Immunity. 1995 Jun;2(6):561-72. doi: 10.1016/1074-7613(95)90001-2.
Understanding the immunological mechanisms of protection and pathogenesis in tuberculosis remains problematic. We have examined the extent to which tumor necrosis factor-alpha (TNF alpha) contributes to this disease using murine models in which the action of TNF alpha is inhibited. TNF alpha was neutralized in vivo by monoclonal antibody; in addition, a mouse strain with a disruption in the gene for the 55 kDa TNF receptor was used. The data from both models established that TNF alpha and the 55 kDa TNF receptor are essential for protection against tuberculosis in mice, and for reactive nitrogen production by macrophages early in infection. Granulomas were formed in equal numbers in control and experimental mice, but necrosis was observed only in mice deficient in TNF alpha or TNF receptor. TNF alpha and the 55 kDa TNF receptor are necessary conditions for protection against murine M. tuberculosis infection, but are not solely responsible for the tissue damage observed.

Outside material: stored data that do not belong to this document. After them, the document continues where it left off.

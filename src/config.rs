use anyhow::Result;
use config::{Config, Environment, File};
use serde::{Deserialize, Serialize};
use std::path::Path;

/// Main configuration structure for fleetflow
#[derive(Debug, Clone, Default, Deserialize, Serialize)]
#[serde(default)]
pub struct FleetflowConfig {
    /// Background coordinator settings
    pub coordinator: CoordinatorSettings,
    /// Approval service client settings
    pub approval: ApprovalSettings,
    /// Notification settings
    pub notification: NotificationSettings,
}

#[derive(Debug, Clone, Deserialize, Serialize)]
#[serde(default)]
pub struct CoordinatorSettings {
    /// Seconds between evaluation passes
    pub poll_interval_secs: u64,
    /// Random extra delay per pass, in milliseconds
    pub jitter_ms: u64,
}

impl Default for CoordinatorSettings {
    fn default() -> Self {
        Self {
            poll_interval_secs: 10,
            jitter_ms: 500,
        }
    }
}

#[derive(Debug, Clone, Deserialize, Serialize)]
#[serde(default)]
pub struct ApprovalSettings {
    /// Requests per second against the approval service
    pub requests_per_second: u32,
    /// Burst capacity on top of the steady rate
    pub burst_capacity: u32,
    /// Seconds approval log responses stay cached
    pub log_cache_ttl_secs: u64,
}

impl Default for ApprovalSettings {
    fn default() -> Self {
        Self {
            requests_per_second: 1,
            burst_capacity: 10,
            log_cache_ttl_secs: 300,
        }
    }
}

#[derive(Debug, Clone, Deserialize, Serialize)]
#[serde(default)]
pub struct NotificationSettings {
    /// Master switch for outbound notifications
    pub enabled: bool,
}

impl Default for NotificationSettings {
    fn default() -> Self {
        Self { enabled: true }
    }
}

impl FleetflowConfig {
    /// Load configuration: defaults, then an optional file, then
    /// FLEETFLOW_-prefixed environment variables.
    pub fn load(path: Option<&Path>) -> Result<Self> {
        let mut builder = Config::builder();
        if let Some(path) = path {
            builder = builder.add_source(File::from(path));
        } else {
            builder = builder.add_source(File::with_name("fleetflow").required(false));
        }
        builder = builder.add_source(
            Environment::with_prefix("FLEETFLOW")
                .separator("__")
                .try_parsing(true),
        );

        let config = builder.build()?;
        Ok(config.try_deserialize()?)
    }
}
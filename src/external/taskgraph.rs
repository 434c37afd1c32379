//! Task-graph execution engine contract.
//!
//! The engine runs the detailed, per-engine operational steps; the core
//! only needs kickoff, a status poll, and revocation.

use async_trait::async_trait;
use serde::{Deserialize, Serialize};

use crate::external::ExternalError;

#[derive(Debug, Clone, Copy, PartialEq, Eq, Serialize, Deserialize)]
#[serde(rename_all = "snake_case")]
pub enum TaskGraphState {
    Created,
    Ready,
    Running,
    Suspended,
    Finished,
    Failed,
    Revoked,
    Expired,
}

/// States the core treats as execution failure. Consulted structurally —
/// membership, not equality.
pub const FAILED_STATES: &[TaskGraphState] = &[TaskGraphState::Failed, TaskGraphState::Expired];

impl TaskGraphState {
    pub fn is_failed(&self) -> bool {
        FAILED_STATES.contains(self)
    }
}

#[async_trait]
pub trait TaskGraphEngine: Send + Sync {
    /// Kick off a task graph built from the flow's details; returns the
    /// root id addressing the graph. Kickoff is synchronous-fast, the
    /// execution itself is asynchronous.
    async fn start(&self, graph: &serde_json::Value) -> Result<String, ExternalError>;

    async fn state(&self, root_id: &str) -> Result<TaskGraphState, ExternalError>;

    async fn revoke(&self, root_id: &str) -> Result<(), ExternalError>;
}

了解结核病中保护和发病机制的免疫机制仍然存在问题。我们使用肿瘤坏死因子-α(TNFα)作用受到抑制的小鼠模型,研究了TNFα在这种疾病中的作用程度。通过单克隆抗体在体内中和TNFα;此外,还使用了一种55 kDa TNF受体基因发生破坏的小鼠品系。来自这两种模型的数据表明,TNFα和55 kDa TNF受体对于小鼠抵抗结核病以及感染早期巨噬细胞产生反应性氮至关重要。对照小鼠和实验小鼠中形成的肉芽肿数量相等,但仅在TNFα或TNF受体缺陷的小鼠中观察到坏死。TNFα和55 kDa TNF受体是抵抗小鼠结核分枝杆菌感染的必要条件,但并非是观察到的组织损伤的唯一原因。